### PROBLEM DESCRIPTION:
Where the line with "single post page" appears below, start writing out lines exactly, and finish with the line with "pub async fn", which is included; write out nothing else.

### GIVEN DATA:

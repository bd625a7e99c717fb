//! HTML helper functions

/// Escape HTML special characters
pub fn html_escape(s: &str) -> String {
    s.replace('&', "&amp;")
        .replace('<', "&lt;")
        .replace('>', "&gt;")
        .replace('"', "&quot;")
        .replace('\'', "&#39;")
}

/// Generate Open Graph meta tags
pub fn open_graph(
    kind: &str,
    title: &str,
    url: &str,
    image: Option<&str>,
    locale: &str,
    site_name: &str,
) -> String {
    let mut tags = vec![
        format!(r#"<meta property="og:type" content="{}">"#, kind),
        format!(
            r#"<meta property="og:title" content="{}">"#,
            html_escape(title)
        ),
        format!(r#"<meta property="og:url" content="{}">"#, url),
    ];

    if let Some(img) = image {
        tags.push(format!(r#"<meta property="og:image" content="{}">"#, img));
    }

    tags.push(format!(
        r#"<meta property="og:locale" content="{}">"#,
        locale
    ));
    tags.push(format!(
        r#"<meta property="og:site_name" content="{}">"#,
        html_escape(site_name)
    ));

    tags.join("\n")
}

/// Generate Twitter card meta tags
pub fn twitter_card(card: &str, title: &str) -> String {
    [
        format!(r#"<meta name="twitter:card" content="{}">"#, card),
        format!(
            r#"<meta name="twitter:title" content="{}">"#,
            html_escape(title)
        ),
    ]
    .join("\n")
}

/// Generate meta generator tag
pub fn meta_generator() -> String {
    format!(
        r#"<meta name="generator" content="postgen {}">"#,
        env!("CARGO_PKG_VERSION")
    )
}
//! CLI entry point for postgen

use anyhow::Result;
use clap::{Parser, Subcommand};
use std::path::PathBuf;
use tracing_subscriber::{layer::SubscriberExt, util::SubscriberInitExt};

#[derive(Parser)]
#[command(name = "postgen")]
#[command(version)]
#[command(about = "A static page generator for headless-CMS blog posts", long_about = None)]
struct Cli {
    /// Set the base directory (defaults to current directory)
    #[arg(short, long, global = true)]
    cwd: Option<PathBuf>,

    /// Enable debug output
    #[arg(short, long, global = true)]
    debug: bool,

    #[command(subcommand)]
    command: Commands,
}

#[derive(Subcommand)]
enum Commands {
    /// Generate the post pages
    #[command(alias = "g")]
    Generate {
        /// Watch the content export and regenerate on change
        #[arg(short, long)]
        watch: bool,

        /// Regenerate even outputs inside the revalidate window
        #[arg(short, long)]
        force: bool,
    },

    /// Start a local preview server
    #[command(alias = "s")]
    Serve {
        /// Port to listen on
        #[arg(short, long, default_value = "4000")]
        port: u16,

        /// IP address to bind to
        #[arg(short, long, default_value = "localhost")]
        ip: String,

        /// Disable content watching
        #[arg(long)]
        r#static: bool,
    },

    /// List site content
    List {
        /// Type of content to list (post, tag)
        #[arg(default_value = "post")]
        r#type: String,
    },

    /// Clean the public folder
    Clean,

    /// Display version information
    Version,
}

#[tokio::main]
async fn main() -> Result<()> {
    let cli = Cli::parse();

    // Initialize logging
    let filter = if cli.debug {
        "postgen=debug,info"
    } else {
        "postgen=info"
    };

    tracing_subscriber::registry()
        .with(
            tracing_subscriber::EnvFilter::try_from_default_env().unwrap_or_else(|_| filter.into()),
        )
        .with(tracing_subscriber::fmt::layer())
        .init();

    // Determine base directory
    let base_dir = match cli.cwd {
        Some(dir) => dir,
        None => std::env::current_dir()?,
    };

    match cli.command {
        Commands::Generate { watch, force } => {
            let site = postgen::Site::new(&base_dir)?;

            site.generate(force)?;
            println!("Generated successfully!");

            if watch {
                postgen::commands::generate::watch(site).await?;
            }
        }

        Commands::Serve {
            port,
            ip,
            r#static,
        } => {
            let site = postgen::Site::new(&base_dir)?;

            // Generate first so there is something to serve
            site.generate(false)?;

            tracing::info!("Starting server at http://{}:{}", ip, port);
            postgen::server::start(&site, &ip, port, !r#static).await?;
        }

        Commands::List { r#type } => {
            let site = postgen::Site::new(&base_dir)?;
            postgen::commands::list::run(&site, &r#type)?;
        }

        Commands::Clean => {
            let site = postgen::Site::new(&base_dir)?;
            tracing::info!("Cleaning public folder...");
            site.clean()?;
            println!("Cleaned successfully!");
        }

        Commands::Version => {
            println!("postgen version {}", env!("CARGO_PKG_VERSION"));
        }
    }

    Ok(())
}
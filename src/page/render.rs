//! Page renderer - post page HTML or a distinguished not-found outcome

use serde::Serialize;
use tera::Context;
use thiserror::Error;

use crate::config::SiteConfig;
use crate::content::{PostStore, RepositoryError};
use crate::helpers;
use crate::page::PageMetadata;
use crate::templates::TemplateRenderer;

/// Outcome of rendering one route.
///
/// Not-found is a control signal, not an error: callers intercept it and
/// produce their standard absent-resource response. Faults (repository,
/// template) travel separately through [`PageError`].
#[derive(Debug)]
pub enum RenderOutcome {
    /// Complete page document
    Page(String),
    /// No post matches the requested slug
    NotFound,
}

/// Faults raised while rendering a page
#[derive(Debug, Error)]
pub enum PageError {
    #[error(transparent)]
    Repository(#[from] RepositoryError),

    #[error("template rendering failed")]
    Template(#[from] tera::Error),
}

#[derive(Debug, Serialize)]
struct BreadcrumbNode {
    title: String,
    url: String,
}

#[derive(Debug, Serialize)]
struct TagLink {
    name: String,
    path: String,
}

/// Render the post page for `slug`.
///
/// `metadata` is the output of the metadata generator for the same slug;
/// when absent the head carries only the generator tag.
pub fn render_post(
    store: &PostStore,
    config: &SiteConfig,
    templates: &TemplateRenderer,
    slug: &str,
    metadata: Option<&PageMetadata>,
) -> Result<RenderOutcome, PageError> {
    let Some(post) = store.find_by_slug(slug)? else {
        return Ok(RenderOutcome::NotFound);
    };

    let path = helpers::post_path(config, slug);
    let breadcrumb = vec![BreadcrumbNode {
        title: post.title.clone(),
        url: path,
    }];

    let tags: Vec<TagLink> = post
        .tags
        .iter()
        .map(|tag| TagLink {
            name: tag.name.clone(),
            path: helpers::tag_path(config, &tag.slug),
        })
        .collect();

    let mut meta_tags = helpers::meta_generator();
    if let Some(metadata) = metadata {
        meta_tags.push('\n');
        meta_tags.push_str(&metadata.head_tags());
    }

    let mut context = Context::new();
    context.insert("locale", &config.locale);
    context.insert("site_name", &config.site_name);
    context.insert("page_title", &post.title);
    context.insert("meta_tags", &meta_tags);
    context.insert("breadcrumb", &breadcrumb);
    context.insert(
        "time_tag",
        &helpers::time_tag(&post.first_published_at, &config.date_format),
    );
    context.insert("tags", &tags);
    // Trusted pre-rendered HTML from the CMS; injected without escaping
    context.insert("body", &post.body);

    let html = templates.render("post.html", &context)?;
    Ok(RenderOutcome::Page(html))
}

#[cfg(test)]
mod tests {
    use super::*;
    use crate::content::{Post, PostRepository};
    use crate::page::generate_metadata;

    struct FixedRepository(Vec<Post>);

    impl PostRepository for FixedRepository {
        fn fetch_all(&self) -> Result<Vec<Post>, RepositoryError> {
            Ok(self.0.clone())
        }
    }

    fn sample_store() -> PostStore {
        let post: Post = serde_json::from_value(serde_json::json!({
            "_id": "p1",
            "slug": "p1",
            "title": "Hello",
            "firstPublishedAt": "2024-01-15T10:30:00+09:00",
            "body": "<p>Hi</p>",
            "tags": [{"_id": "t1", "name": "go", "slug": "go"}]
        }))
        .unwrap();
        PostStore::new(Box::new(FixedRepository(vec![post])))
    }

    fn render(slug: &str) -> RenderOutcome {
        let store = sample_store();
        let config = SiteConfig::default();
        let templates = TemplateRenderer::new().unwrap();
        let metadata = generate_metadata(&store, &config, slug).unwrap();
        render_post(&store, &config, &templates, slug, metadata.as_ref()).unwrap()
    }

    #[test]
    fn test_missing_slug_is_not_found() {
        assert!(matches!(render("missing"), RenderOutcome::NotFound));
    }

    #[test]
    fn test_rendered_page_contents() {
        let RenderOutcome::Page(html) = render("p1") else {
            panic!("expected a rendered page");
        };

        assert!(html.contains("<h1>Hello</h1>"));
        assert!(html.contains(r#"<time datetime="2024-01-15T10:30:00+09:00">2024/01/15</time>"#));
        assert!(html.contains(r##"<a class="tag" href="/tags/go">#go</a>"##));
        // Body HTML is injected verbatim, not escaped
        assert!(html.contains("<p>Hi</p>"));
        // Metadata lands in the head
        assert!(html.contains(r#"<meta property="og:title" content="Hello | blog.yoiw.dev">"#));
    }

    #[test]
    fn test_breadcrumb_at_top_and_bottom() {
        let RenderOutcome::Page(html) = render("p1") else {
            panic!("expected a rendered page");
        };

        let link = r#"<a href="/posts/p1">Hello</a>"#;
        assert_eq!(html.matches(link).count(), 2);
    }

    #[test]
    fn test_body_is_not_sanitized() {
        let post: Post = serde_json::from_value(serde_json::json!({
            "_id": "p1",
            "slug": "p1",
            "title": "Hello",
            "firstPublishedAt": "2024-01-15T10:30:00+09:00",
            "body": "<script>alert(1)</script>"
        }))
        .unwrap();
        let store = PostStore::new(Box::new(FixedRepository(vec![post])));
        let templates = TemplateRenderer::new().unwrap();
        let outcome =
            render_post(&store, &SiteConfig::default(), &templates, "p1", None).unwrap();

        let RenderOutcome::Page(html) = outcome else {
            panic!("expected a rendered page");
        };
        assert!(html.contains("<script>alert(1)</script>"));
    }
}
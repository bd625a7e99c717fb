//! Clean the public directory

use anyhow::Result;
use std::fs;

use crate::Site;

/// Delete all generated output
pub fn run(site: &Site) -> Result<()> {
    if site.public_dir.exists() {
        fs::remove_dir_all(&site.public_dir)?;
        tracing::info!("Deleted: {:?}", site.public_dir);
    }

    Ok(())
}
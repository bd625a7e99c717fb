//! Site configuration (_config.yml)

use anyhow::Result;
use serde::{Deserialize, Serialize};
use std::fs;
use std::path::Path;

/// Environment variable that overrides the configured base URL.
///
/// Deploy pipelines set this per environment so the same config file can
/// serve preview and production builds.
pub const WEBSITE_URL_ENV: &str = "WEBSITE_URL";

/// Main site configuration
#[derive(Debug, Clone, Serialize, Deserialize)]
#[serde(default)]
pub struct SiteConfig {
    // Site
    pub title: String,
    pub description: String,
    pub site_name: String,
    pub locale: String,

    // URL
    pub url: String,

    // Content
    pub content_file: String,

    // Directory
    pub public_dir: String,
    pub post_dir: String,
    pub tag_dir: String,

    // Output conventions
    pub thumbnail_name: String,

    // Date / Time format (Moment.js-style pattern)
    pub date_format: String,

    // Regeneration window, seconds
    pub revalidate: u64,

    // Writing
    pub render_drafts: bool,
}

impl Default for SiteConfig {
    fn default() -> Self {
        Self {
            title: "blog.yoiw.dev".to_string(),
            description: String::new(),
            site_name: "blog.yoiw.dev".to_string(),
            locale: "ja".to_string(),

            url: "https://blog.yoiw.dev".to_string(),

            content_file: "content/posts.json".to_string(),

            public_dir: "public".to_string(),
            post_dir: "posts".to_string(),
            tag_dir: "tags".to_string(),

            thumbnail_name: "thumbnail.png".to_string(),

            date_format: "YYYY/MM/DD".to_string(),

            revalidate: 86400,

            render_drafts: false,
        }
    }
}

impl SiteConfig {
    /// Load configuration from a file, then apply environment overrides
    pub fn load<P: AsRef<Path>>(path: P) -> Result<Self> {
        let content = fs::read_to_string(path.as_ref())?;
        let mut config: SiteConfig = serde_yaml::from_str(&content)?;
        config.apply_env_overrides();
        Ok(config)
    }

    /// Default configuration with environment overrides applied
    pub fn from_env() -> Self {
        let mut config = Self::default();
        config.apply_env_overrides();
        config
    }

    fn apply_env_overrides(&mut self) {
        if let Ok(url) = std::env::var(WEBSITE_URL_ENV) {
            if !url.trim().is_empty() {
                self.url = url;
            }
        }
    }
}
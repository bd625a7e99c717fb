//! Helper functions shared by page rendering and generation

mod date;
mod html;
mod url;

pub use date::*;
pub use html::*;
pub use url::*;
//! Post and Tag models as delivered by the headless CMS

use chrono::{DateTime, FixedOffset};
use serde::{Deserialize, Serialize};

/// A blog post from the CMS export.
///
/// Posts are read-only here: the CMS owns the content, this crate only
/// enumerates, looks up, and renders it.
#[derive(Debug, Clone, Serialize, Deserialize)]
pub struct Post {
    /// CMS record identifier
    #[serde(rename = "_id")]
    pub id: String,

    /// URL path segment identifying the post
    pub slug: String,

    /// Post title
    pub title: String,

    /// Raw publication timestamp (RFC 3339, as exported by the CMS)
    #[serde(rename = "firstPublishedAt")]
    pub first_published_at: DateTime<FixedOffset>,

    /// Pre-rendered HTML body. Trusted upstream content, injected into the
    /// page without escaping.
    pub body: String,

    /// Excluded from public enumeration when set
    #[serde(default)]
    pub draft: bool,

    /// Tags in the order the CMS lists them
    #[serde(default)]
    pub tags: Vec<Tag>,
}

/// A tag referenced by posts
#[derive(Debug, Clone, Serialize, Deserialize)]
pub struct Tag {
    /// CMS record identifier
    #[serde(rename = "_id")]
    pub id: String,

    /// Display name
    pub name: String,

    /// URL path segment; may be absent in the export
    #[serde(default)]
    pub slug: String,
}

/// Route parameters for a single post page
#[derive(Debug, Clone, PartialEq, Eq, Serialize, Deserialize)]
pub struct PageParams {
    pub slug: String,
}

impl PageParams {
    pub fn new(slug: impl Into<String>) -> Self {
        Self { slug: slug.into() }
    }
}
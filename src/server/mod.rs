//! Preview server for the generated site
//!
//! Serves the public directory and answers unknown paths with the generated
//! 404 page, the same not-found response a static host would give.

use anyhow::Result;
use axum::{
    body::Body,
    extract::State,
    http::{Request, StatusCode},
    response::{Html, IntoResponse, Response},
    Router,
};
use std::net::SocketAddr;
use std::path::PathBuf;
use std::sync::Arc;
use tower_http::services::ServeDir;
use tower_http::trace::TraceLayer;

use crate::Site;

/// Server state
struct ServerState {
    public_dir: PathBuf,
}

/// Start the preview server
pub async fn start(site: &Site, ip: &str, port: u16, watch: bool) -> Result<()> {
    let state = Arc::new(ServerState {
        public_dir: site.public_dir.clone(),
    });

    let app = Router::new()
        .fallback(fallback_handler)
        .with_state(state)
        .layer(TraceLayer::new_for_http());

    // Handle "localhost" specially
    let bind_ip = if ip == "localhost" { "127.0.0.1" } else { ip };
    let addr: SocketAddr = format!("{}:{}", bind_ip, port).parse()?;

    println!("Server running at http://{}:{}", ip, port);
    println!("Press Ctrl+C to stop.");

    if watch {
        let site_clone = site.clone();
        tokio::spawn(async move {
            if let Err(e) = crate::commands::generate::watch(site_clone).await {
                tracing::error!("File watcher error: {}", e);
            }
        });
    }

    let listener = tokio::net::TcpListener::bind(addr).await?;
    axum::serve(listener, app).await?;

    Ok(())
}

/// Serve static files, falling back to the generated 404 page
async fn fallback_handler(
    State(state): State<Arc<ServerState>>,
    request: Request<Body>,
) -> Response {
    let mut service = ServeDir::new(&state.public_dir).append_index_html_on_directories(true);

    match service.try_call(request).await {
        Ok(response) if response.status() == StatusCode::NOT_FOUND => {
            not_found_response(&state).await
        }
        Ok(response) => response.into_response(),
        Err(_) => (StatusCode::INTERNAL_SERVER_ERROR, "Server error").into_response(),
    }
}

/// The standard not-found response
async fn not_found_response(state: &ServerState) -> Response {
    match tokio::fs::read_to_string(state.public_dir.join("404.html")).await {
        Ok(body) => (StatusCode::NOT_FOUND, Html(body)).into_response(),
        Err(_) => (StatusCode::NOT_FOUND, "Not found").into_response(),
    }
}
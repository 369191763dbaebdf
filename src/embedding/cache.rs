//! Process-wide embedding cache.
//!
//! Keys are SHA-256 hex digests of the source text. Entries expire after a
//! fixed TTL and are swept lazily before every read and write; there is no
//! background timer.

use parking_lot::Mutex;
use sha2::{Digest, Sha256};
use std::collections::HashMap;
use std::sync::Arc;
use std::time::{Duration, Instant};
use tracing::debug;

/// Source of "now" for expiry decisions.
pub trait Clock: Send + Sync {
    fn now(&self) -> Instant;
}

#[derive(Debug, Default, Clone, Copy)]
pub struct SystemClock;

impl Clock for SystemClock {
    fn now(&self) -> Instant {
        Instant::now()
    }
}

/// Hashes text to the cache key.
pub fn cache_key(text: &str) -> String {
    let mut hasher = Sha256::new();
    hasher.update(text.as_bytes());
    hex::encode(hasher.finalize())
}

struct CacheEntry {
    embedding: Vec<f32>,
    inserted_at: Instant,
}

/// TTL cache of embedding vectors, safe to share across tasks.
pub struct EmbeddingCache {
    entries: Mutex<HashMap<String, CacheEntry>>,
    ttl: Duration,
    clock: Arc<dyn Clock>,
}

impl EmbeddingCache {
    pub const DEFAULT_TTL: Duration = Duration::from_secs(300);

    pub fn new(ttl: Duration) -> Self {
        Self::with_clock(ttl, Arc::new(SystemClock))
    }

    pub fn with_clock(ttl: Duration, clock: Arc<dyn Clock>) -> Self {
        Self {
            entries: Mutex::new(HashMap::new()),
            ttl,
            clock,
        }
    }

    pub fn ttl(&self) -> Duration {
        self.ttl
    }

    /// Returns the embedding for `key` if it is younger than the TTL.
    pub fn get(&self, key: &str) -> Option<Vec<f32>> {
        let now = self.clock.now();
        let mut entries = self.entries.lock();
        Self::sweep_locked(&mut entries, now, self.ttl);
        entries.get(key).map(|entry| entry.embedding.clone())
    }

    pub fn insert(&self, key: String, embedding: Vec<f32>) {
        let now = self.clock.now();
        let mut entries = self.entries.lock();
        Self::sweep_locked(&mut entries, now, self.ttl);
        entries.insert(
            key,
            CacheEntry {
                embedding,
                inserted_at: now,
            },
        );
    }

    /// Evicts every expired entry and returns how many were removed.
    pub fn sweep(&self) -> usize {
        let now = self.clock.now();
        let mut entries = self.entries.lock();
        Self::sweep_locked(&mut entries, now, self.ttl)
    }

    pub fn len(&self) -> usize {
        self.entries.lock().len()
    }

    pub fn is_empty(&self) -> bool {
        self.len() == 0
    }

    fn sweep_locked(entries: &mut HashMap<String, CacheEntry>, now: Instant, ttl: Duration) -> usize {
        let before = entries.len();
        entries.retain(|_, entry| now.saturating_duration_since(entry.inserted_at) < ttl);
        let removed = before - entries.len();
        if removed > 0 {
            debug!(removed, remaining = entries.len(), "swept expired embeddings");
        }
        removed
    }
}

impl Default for EmbeddingCache {
    fn default() -> Self {
        Self::new(Self::DEFAULT_TTL)
    }
}

/// Clock that only moves when told to.
#[cfg(test)]
pub(crate) struct ManualClock {
    now: Mutex<Instant>,
}

#[cfg(test)]
impl ManualClock {
    pub(crate) fn new() -> Self {
        Self {
            now: Mutex::new(Instant::now()),
        }
    }

    pub(crate) fn advance(&self, by: Duration) {
        *self.now.lock() += by;
    }
}

#[cfg(test)]
impl Clock for ManualClock {
    fn now(&self) -> Instant {
        *self.now.lock()
    }
}

#[cfg(test)]
mod tests {
    use super::*;

    fn cache_with_clock(ttl: Duration) -> (EmbeddingCache, Arc<ManualClock>) {
        let clock = Arc::new(ManualClock::new());
        (EmbeddingCache::with_clock(ttl, clock.clone()), clock)
    }

    #[test]
    fn test_cache_key_is_sha256_hex() {
        assert_eq!(
            cache_key("abc"),
            "ba7816bf8f01cfea414140de5dae2223b00361a396177a9cb410ff61f20015ad"
        );
        assert_eq!(cache_key("abc"), cache_key("abc"));
        assert_ne!(cache_key("abc"), cache_key("abd"));
    }

    #[test]
    fn test_hit_within_ttl() {
        let (cache, clock) = cache_with_clock(Duration::from_secs(300));
        cache.insert(cache_key("hello"), vec![0.1, 0.2]);

        clock.advance(Duration::from_secs(299));
        assert_eq!(cache.get(&cache_key("hello")), Some(vec![0.1, 0.2]));
    }

    #[test]
    fn test_expired_entry_is_evicted_not_served() {
        let (cache, clock) = cache_with_clock(Duration::from_secs(300));
        cache.insert(cache_key("hello"), vec![0.1, 0.2]);

        clock.advance(Duration::from_secs(300));
        assert_eq!(cache.get(&cache_key("hello")), None);
        assert!(cache.is_empty());
    }

    #[test]
    fn test_sweep_only_removes_expired() {
        let (cache, clock) = cache_with_clock(Duration::from_secs(10));
        cache.insert("old".to_string(), vec![1.0]);
        clock.advance(Duration::from_secs(6));
        cache.insert("new".to_string(), vec![2.0]);
        clock.advance(Duration::from_secs(5));

        assert_eq!(cache.sweep(), 1);
        assert_eq!(cache.len(), 1);
        assert_eq!(cache.get("new"), Some(vec![2.0]));
    }

    #[test]
    fn test_insert_sweeps_first() {
        let (cache, clock) = cache_with_clock(Duration::from_secs(1));
        cache.insert("a".to_string(), vec![1.0]);
        clock.advance(Duration::from_secs(2));
        cache.insert("b".to_string(), vec![2.0]);

        assert_eq!(cache.len(), 1);
    }
}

### PROBLEM SOLUTION:
/// Route parameters for a single post page
#[derive(Debug, Clone, PartialEq, Eq, Serialize, Deserialize)]
pub struct PageParams {
    pub slug: String,
}

impl PageParams {
    pub fn new(slug: impl Into<String>) -> Self {
        Self { slug: slug.into() }
    }
}
filename src/server/mod.rs
//! Preview server for the generated site
//!
//! Serves the public directory and answers unknown paths with the generated
//! 404 page, the same not-found response a static host would give.

use anyhow::Result;
use axum::{
    body::Body,
    extract::State,
    http::{Request, StatusCode},
    response::{Html, IntoResponse, Response},
    Router,
};
use std::net::SocketAddr;
use std::path::PathBuf;
use std::sync::Arc;
use tower_http::services::ServeDir;
use tower_http::trace::TraceLayer;

use crate::Site;

/// Server state
struct ServerState {
    public_dir: PathBuf,
}

/// Start the preview server
pub async fn start(site: &Site, ip: &str, port: u16, watch: bool) -> Result<()> {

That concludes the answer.